Suprapubic catheter (SPC) insertion is recognised as an alternative to urethral catheterisation to enable urinary drainage or continence control. This audit aims to establish the 1 and 2 year mortality associated with SPC insertion and to identify factors that may be linked with mortality.

Methods:

Data were collected for demographics, medical co-morbidities, indication for procedure and mortality from 1st February 2018 to 1st February 2020 across three NHS trusts. Multivariate regression analysis was undertaken to assess correlation between mortality and collected data.

Results:

48, 12 and 8 (total 68) SPC insertions were identified at the respective trusts. Two patients were excluded owing to a lack of mortality and cognitive data. Total mortality was 10.4% (7/67 patients) at 1 year and 16.4% (11/67 patients) at 2 years.
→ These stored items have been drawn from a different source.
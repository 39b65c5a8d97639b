use std::io;

use clap::Parser;
use env_logger::Env;

use gesture::cli::{self, Cli, Commands, PredictInput};

fn main() -> anyhow::Result<()> {
    env_logger::Builder::from_env(Env::default().default_filter_or("info")).init();

    let cli = Cli::parse();
    let stdout = io::stdout();
    let mut out = stdout.lock();

    match cli.command {
        Commands::Train {
            config,
            data,
            output,
            epochs,
            seed,
        } => {
            let config = cli::train_config(config, data, output, epochs, seed)?;
            gesture::train(&config, &mut out)?;
        }
        Commands::Predict {
            weights,
            input: PredictInput { features, samples },
        } => {
            // clap's group guarantees exactly one of them
            if let Some(features) = features {
                gesture::predict_features(&weights, &features, &mut out)?;
            } else if let Some(samples) = samples {
                gesture::predict_recording(&weights, &samples, &mut out)?;
            }
        }
    }

    Ok(())
}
Two-year mortality for those with a clinical frailty score (CFS) ≥3 and <3 was 21% (6/28) and 13% (5/39), p>0.05. Two-year mortality in those aged over and under 71 was 21.6% and 10.3% respectively. Other collected risk factors were not associated with increased mortality.

Conclusion:

Our study has demonstrated increased mortality rates in both the moderately to severely frail population and in elderly patients. These results have triggered the entry of SPC insertion onto the Model Hospital dashboard which states a national 1 year mortality rate of 15.4%. Clinicians should continue to be judicious when considering patients for this procedure.